REVIEWED By Steve Davis, Fri., Aug. 3, 2007

If you think getting arrested for driving under the influence and drug possession only a few days after completing a second stint in rehab is the worst thing that could happen to a promising but troubled young actress, think again: You haven’t seen I Know Who Killed Me, a gruesome whodunit that’s missing more than a few brain cells. The film’s good girl/bad girl conceit may be rooted thematically in the dual existence-premised films of revered foreign filmmakers like Bergman and Kieslowski, but I Know Who Killed Me plays more like a sequel to Saw. This movie is a bloody mess, in more than one sense. It doesn’t help that Jeff Hammond’s asinine screenplay poses as a mystery without any clues.
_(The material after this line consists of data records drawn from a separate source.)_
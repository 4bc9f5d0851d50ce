//! Input sampling and its translation into authority requests
//!
//! Input arrives as an [`InputFrame`] per frame, either from whatever front
//! end embeds the client or from [`BotInput`]. Button actions fire on the
//! press edge only. Cooldowns here are local predictions: the shoot cooldown
//! only drives UI, the melee cooldown also keeps us from spamming requests
//! the authority would reject anyway.

use rand::rngs::StdRng;
use rand::{Rng, SeedableRng};
use shared::{Request, MELEE_COOLDOWN, SHOOT_COOLDOWN};

#[derive(Debug, Clone, Copy, Default, PartialEq)]
pub struct InputFrame {
    pub axis_h: f32,
    pub axis_v: f32,
    pub shoot: bool,
    pub melee: bool,
    pub flashlight: bool,
    pub interact: bool,
}

/// What one frame of input asks for.
#[derive(Debug, Default, PartialEq)]
pub struct InputActions {
    /// Requests against the local player, in send order.
    pub requests: Vec<Request>,
    /// Interact was pressed; resolved against nearby interactables.
    pub interact: bool,
}

pub struct InputManager {
    prev: InputFrame,
    last_shot: Option<f64>,
    last_melee: Option<f64>,
}

impl InputManager {
    pub fn new() -> Self {
        Self {
            prev: InputFrame::default(),
            last_shot: None,
            last_melee: None,
        }
    }

    pub fn update(&mut self, frame: InputFrame, now: f64) -> InputActions {
        let mut actions = InputActions::default();

        let moving = frame.axis_h != 0.0 || frame.axis_v != 0.0;
        if moving || frame.shoot {
            if frame.shoot && self.shoot_ready(now) {
                self.last_shot = Some(now);
            }
            actions.requests.push(Request::MovePlayer {
                axis_h: frame.axis_h.clamp(-1.0, 1.0),
                axis_v: frame.axis_v.clamp(-1.0, 1.0),
                shoot: frame.shoot,
            });
        }

        if frame.melee && !self.prev.melee && self.melee_ready(now) {
            self.last_melee = Some(now);
            actions.requests.push(Request::MeleeAttack);
        }

        if frame.flashlight && !self.prev.flashlight {
            actions.requests.push(Request::ToggleFlashlight);
        }

        actions.interact = frame.interact && !self.prev.interact;

        self.prev = frame;
        actions
    }

    fn shoot_ready(&self, now: f64) -> bool {
        self.last_shot.map_or(true, |t| now - t >= SHOOT_COOLDOWN)
    }

    fn melee_ready(&self, now: f64) -> bool {
        self.last_melee.map_or(true, |t| now - t >= MELEE_COOLDOWN)
    }

    /// Fraction of the shoot cooldown still running, for a crosshair.
    pub fn shoot_cooldown(&self, now: f64) -> f32 {
        match self.last_shot {
            Some(t) => (1.0 - (now - t) / SHOOT_COOLDOWN).clamp(0.0, 1.0) as f32,
            None => 0.0,
        }
    }
}

impl Default for InputManager {
    fn default() -> Self {
        Self::new()
    }
}

/// Wanders, turns and shoots at random.
pub struct BotInput {
    rng: StdRng,
    axis_h: f32,
    axis_v: f32,
    next_turn: f64,
}

impl BotInput {
    pub fn new(seed: Option<u64>) -> Self {
        let rng = match seed {
            Some(seed) => StdRng::seed_from_u64(seed),
            None => StdRng::from_entropy(),
        };
        Self {
            rng,
            axis_h: 0.0,
            axis_v: 0.0,
            next_turn: 0.0,
        }
    }

    pub fn next_frame(&mut self, now: f64) -> InputFrame {
        if now >= self.next_turn {
            self.axis_h = self.rng.gen_range(-1.0..=1.0);
            self.axis_v = self.rng.gen_range(0.0..=1.0);
            self.next_turn = now + self.rng.gen_range(1.0..3.0);
        }

        InputFrame {
            axis_h: self.axis_h,
            axis_v: self.axis_v,
            shoot: self.rng.gen_bool(0.05),
            melee: self.rng.gen_bool(0.01),
            flashlight: self.rng.gen_bool(0.002),
            interact: self.rng.gen_bool(0.01),
        }
    }
}

#[cfg(test)]
mod tests {
    use super::*;
    use assert_approx_eq::assert_approx_eq;

    #[test]
    fn test_idle_frame_sends_nothing() {
        let mut input = InputManager::new();
        assert_eq!(input.update(InputFrame::default(), 0.0), InputActions::default());
    }

    #[test]
    fn test_move_is_clamped() {
        let mut input = InputManager::new();
        let actions = input.update(
            InputFrame {
                axis_h: 3.0,
                axis_v: -0.5,
                ..Default::default()
            },
            0.0,
        );
        assert_eq!(
            actions.requests,
            vec![Request::MovePlayer {
                axis_h: 1.0,
                axis_v: -0.5,
                shoot: false
            }]
        );
    }

    #[test]
    fn test_buttons_fire_on_press_edge() {
        let mut input = InputManager::new();
        let held = InputFrame {
            flashlight: true,
            interact: true,
            ..Default::default()
        };

        let first = input.update(held, 0.0);
        assert_eq!(first.requests, vec![Request::ToggleFlashlight]);
        assert!(first.interact);

        let second = input.update(held, 0.1);
        assert!(second.requests.is_empty());
        assert!(!second.interact);
    }

    #[test]
    fn test_melee_cooldown_gates_requests() {
        let mut input = InputManager::new();
        let press = InputFrame {
            melee: true,
            ..Default::default()
        };
        let release = InputFrame::default();

        assert_eq!(input.update(press, 0.0).requests, vec![Request::MeleeAttack]);
        input.update(release, 0.5);
        assert!(input.update(press, 1.0).requests.is_empty());
        input.update(release, 1.2);
        assert_eq!(input.update(press, 1.6).requests, vec![Request::MeleeAttack]);
    }

    #[test]
    fn test_shoot_cooldown_fraction() {
        let mut input = InputManager::new();
        assert_eq!(input.shoot_cooldown(0.0), 0.0);
        input.update(
            InputFrame {
                shoot: true,
                ..Default::default()
            },
            1.0,
        );
        assert_approx_eq!(input.shoot_cooldown(1.25), 0.5, 1e-6);
        assert_eq!(input.shoot_cooldown(2.0), 0.0);
    }

    #[test]
    fn test_seeded_bot_is_deterministic() {
        let mut a = BotInput::new(Some(7));
        let mut b = BotInput::new(Some(7));
        for i in 0..20 {
            let now = i as f64 * 0.25;
            assert_eq!(a.next_frame(now), b.next_frame(now));
        }
    }
}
A psychotic killer with a penchant for amputation kidnaps a bright high school student named Aubrey (Lohan), but when a young woman matching her description is later found barely alive – albeit, missing a hand and a leg – she claims she is not Aubrey but Dakota, a girl from the wrong side of the tracks who pole-dances for a living. From there, the narrative grows more bizarre and incoherent as Aubrey/Dakota (or is it Dakota/Aubrey?) goes Nancy Drew and discovers (plot spoiler alert!) why a person’s finger or leg can begin bleeding and fall off all by itself – she’s a stigmatic twin! Yes, the rarely documented medical phenomenon of stigmatic twins is revealed in I Know Who Killed Me – just imagine how more entertaining Lohan’s 1998 remake of the Disney film The Parent Trap would have been had it featured a gaping wound or two based on this plot device. Many will speculate about Lohan’s state of mind in agreeing to appear in this claptrap horror piece, which frequently requires her to appear with a grotesquely bloody stump, all the while wearing something that shows off her ample cleavage. But by the time Aubrey/Dakota finally confronts the killer in a torture room decorated with prosthetic arms and legs dangling from the ceiling, you’ll be laughing so hysterically at the ineptitude of it all that you won’t really care why she’s sunk so low. Indeed, Lohan’s appearance in I Know Who Killed Me may ultimately work in her favor. Given her latest legal troubles, it could provide her with sufficient grounds for an insanity defense.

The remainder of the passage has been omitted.